(Record set Opens)

//! Access token lifecycle for the Microsoft Graph API.
//!
//! Interactive OAuth2 acquisition (the authorization-code/PKCE dance, the
//! browser launch, the localhost redirect listener) is an external concern:
//! something a login command performs once, out of band. What the daemon
//! needs at runtime is narrower: the current access token, and a way to get
//! a new one without prompting anyone. That contract is [`AuthProvider`].
//!
//! [`FileBackedAuthProvider`] is the reference implementation: it persists
//! [`Tokens`] as JSON under the config directory and refreshes them against
//! the Microsoft identity platform's token endpoint via the standard
//! `refresh_token` grant. No PKCE verifier is needed for this step; that
//! only applies to the initial code exchange, which happens upstream of
//! this crate.

use std::path::{Path, PathBuf};
use std::sync::RwLock;

use anyhow::{Context, Result};
use async_trait::async_trait;
use chrono::{Duration, Utc};
use serde::{Deserialize, Serialize};
use tracing::{debug, info};

use ondrift_core::ports::cloud_provider::Tokens;

/// Microsoft identity platform token endpoint (consumers tenant).
const TOKEN_URL: &str = "https://login.microsoftonline.com/consumers/oauth2/v2.0/token";

/// Scopes requested on refresh. Must match what the original grant asked
/// for, or the authorization server may narrow the returned token's scope.
const DEFAULT_SCOPES: &str = "Files.ReadWrite.All User.Read offline_access";

/// A source of Microsoft Graph access tokens.
///
/// Implementors own the refresh-token lifecycle; callers only need the
/// current token and a way to trigger a refresh before it expires. Both
/// methods take `&self` so a single provider can be shared across tasks
/// behind an `Arc` without an outer mutex.
#[async_trait]
pub trait AuthProvider: Send + Sync {
    /// Returns the most recently known tokens, whatever their expiry state.
    fn current_token(&self) -> Tokens;

    /// Exchanges the current refresh token for a new access token, persists
    /// the result, and returns it. Fails if there is no refresh token on
    /// file or the authorization server rejects the grant (e.g. revoked
    /// consent).
    async fn refresh(&self) -> Result<Tokens>;
}

/// `AuthProvider` backed by a JSON file on disk and the standard OAuth2
/// refresh-token grant.
///
/// The file is written atomically (temp file, then rename) and, on Unix,
/// created with mode `0600` so other local users can't read the refresh
/// token out of it.
pub struct FileBackedAuthProvider {
    app_id: String,
    path: PathBuf,
    http: reqwest::Client,
    tokens: RwLock<Tokens>,
}

#[derive(Debug, Deserialize)]
struct TokenResponse {
    access_token: String,
    refresh_token: Option<String>,
    expires_in: Option<u64>,
}

impl FileBackedAuthProvider {
    /// Loads tokens from `path`, which must already contain a JSON-encoded
    /// [`Tokens`] value from a prior interactive login.
    pub fn load(app_id: impl Into<String>, path: impl Into<PathBuf>) -> Result<Self> {
        let path = path.into();
        let bytes = std::fs::read(&path)
            .with_context(|| format!("reading auth token file {}", path.display()))?;
        let tokens: Tokens = serde_json::from_slice(&bytes)
            .with_context(|| format!("parsing auth token file {}", path.display()))?;
        Ok(Self {
            app_id: app_id.into(),
            path,
            http: reqwest::Client::new(),
            tokens: RwLock::new(tokens),
        })
    }

    /// Seeds the provider with tokens obtained elsewhere (e.g. a one-time
    /// login command) and persists them to `path` immediately.
    pub fn bootstrap(
        app_id: impl Into<String>,
        path: impl Into<PathBuf>,
        tokens: Tokens,
    ) -> Result<Self> {
        let path = path.into();
        write_tokens_atomically(&path, &tokens)?;
        Ok(Self {
            app_id: app_id.into(),
            path,
            http: reqwest::Client::new(),
            tokens: RwLock::new(tokens),
        })
    }

    /// Returns the current tokens, refreshing first if they are within
    /// `margin` of expiring.
    pub async fn ensure_fresh(&self, margin: Duration) -> Result<Tokens> {
        if self.current_token().expires_within(margin) {
            self.refresh().await
        } else {
            Ok(self.current_token())
        }
    }
}

#[async_trait]
impl AuthProvider for FileBackedAuthProvider {
    fn current_token(&self) -> Tokens {
        self.tokens.read().expect("auth token lock poisoned").clone()
    }

    async fn refresh(&self) -> Result<Tokens> {
        let refresh_token = self
            .current_token()
            .refresh_token
            .context("no refresh token on file; re-run interactive login")?;

        debug!("refreshing Microsoft Graph access token");

        let response = self
            .http
            .post(TOKEN_URL)
            .form(&[
                ("client_id", self.app_id.as_str()),
                ("grant_type", "refresh_token"),
                ("refresh_token", refresh_token.as_str()),
                ("scope", DEFAULT_SCOPES),
            ])
            .send()
            .await
            .context("sending token refresh request")?;

        if !response.status().is_success() {
            let status = response.status();
            let body = response.text().await.unwrap_or_default();
            anyhow::bail!("token refresh failed with status {status}: {body}");
        }

        let parsed: TokenResponse = response
            .json()
            .await
            .context("parsing token refresh response")?;

        let expires_at = parsed
            .expires_in
            .map(|secs| Utc::now() + Duration::seconds(secs as i64))
            .unwrap_or_else(|| Utc::now() + Duration::hours(1));

        let tokens = Tokens {
            access_token: parsed.access_token,
            refresh_token: parsed.refresh_token.or(Some(refresh_token)),
            expires_at,
        };

        write_tokens_atomically(&self.path, &tokens)?;
        *self.tokens.write().expect("auth token lock poisoned") = tokens.clone();

        info!("refreshed Microsoft Graph access token, expires at {}", tokens.expires_at);
        Ok(tokens)
    }
}

/// Writes `tokens` to `path` via a temp-file-then-rename so a crash mid-write
/// never leaves a truncated or partially-written token file behind.
fn write_tokens_atomically(path: &Path, tokens: &Tokens) -> Result<()> {
    if let Some(parent) = path.parent() {
        std::fs::create_dir_all(parent)
            .with_context(|| format!("creating auth token directory {}", parent.display()))?;
    }

    let tmp_path = path.with_extension("json.tmp");
    let json = serde_json::to_vec_pretty(tokens).context("serializing auth tokens")?;
    std::fs::write(&tmp_path, &json)
        .with_context(|| format!("writing auth token temp file {}", tmp_path.display()))?;

    #[cfg(unix)]
    {
        use std::os::unix::fs::PermissionsExt;
        std::fs::set_permissions(&tmp_path, std::fs::Permissions::from_mode(0o600))
            .with_context(|| format!("setting permissions on {}", tmp_path.display()))?;
    }

    std::fs::rename(&tmp_path, path)
        .with_context(|| format!("renaming auth token file into place at {}", path.display()))?;
    Ok(())
}

#[cfg(test)]
mod tests {
    use super::*;

    fn sample_tokens() -> Tokens {
        Tokens {
            access_token: "access-1".to_string(),
            refresh_token: Some("refresh-1".to_string()),
            expires_at: Utc::now() + Duration::hours(1),
        }
    }

    #[test]
    fn bootstrap_persists_tokens_to_disk() {
        let dir = tempfile::tempdir().unwrap();
        let path = dir.path().join("auth_tokens.json");
        let provider = FileBackedAuthProvider::bootstrap("app-id", &path, sample_tokens()).unwrap();

        assert!(path.exists());
        assert_eq!(provider.current_token().access_token, "access-1");
    }

    #[test]
    fn load_reads_back_a_bootstrapped_file() {
        let dir = tempfile::tempdir().unwrap();
        let path = dir.path().join("auth_tokens.json");
        FileBackedAuthProvider::bootstrap("app-id", &path, sample_tokens()).unwrap();

        let reloaded = FileBackedAuthProvider::load("app-id", &path).unwrap();
        assert_eq!(reloaded.current_token().refresh_token.as_deref(), Some("refresh-1"));
    }

    #[cfg(unix)]
    #[test]
    fn persisted_file_is_owner_only_readable() {
        use std::os::unix::fs::PermissionsExt;
        let dir = tempfile::tempdir().unwrap();
        let path = dir.path().join("auth_tokens.json");
        FileBackedAuthProvider::bootstrap("app-id", &path, sample_tokens()).unwrap();

        let mode = std::fs::metadata(&path).unwrap().permissions().mode() & 0o777;
        assert_eq!(mode, 0o600);
    }

    #[tokio::test]
    async fn refresh_without_refresh_token_errors() {
        let dir = tempfile::tempdir().unwrap();
        let path = dir.path().join("auth_tokens.json");
        let tokens = Tokens {
            refresh_token: None,
            ..sample_tokens()
        };
        let provider = FileBackedAuthProvider::bootstrap("app-id", &path, tokens).unwrap();

        let result = provider.refresh().await;
        assert!(result.is_err());
    }
}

(Record set Closes)

# [Task description]
Scan the listing above, and wherever a line holds the word "refreshing", copy it.

# [Solution for this exercise]
    /// Returns the current tokens, refreshing first if they are within
        debug!("refreshing Microsoft Graph access token");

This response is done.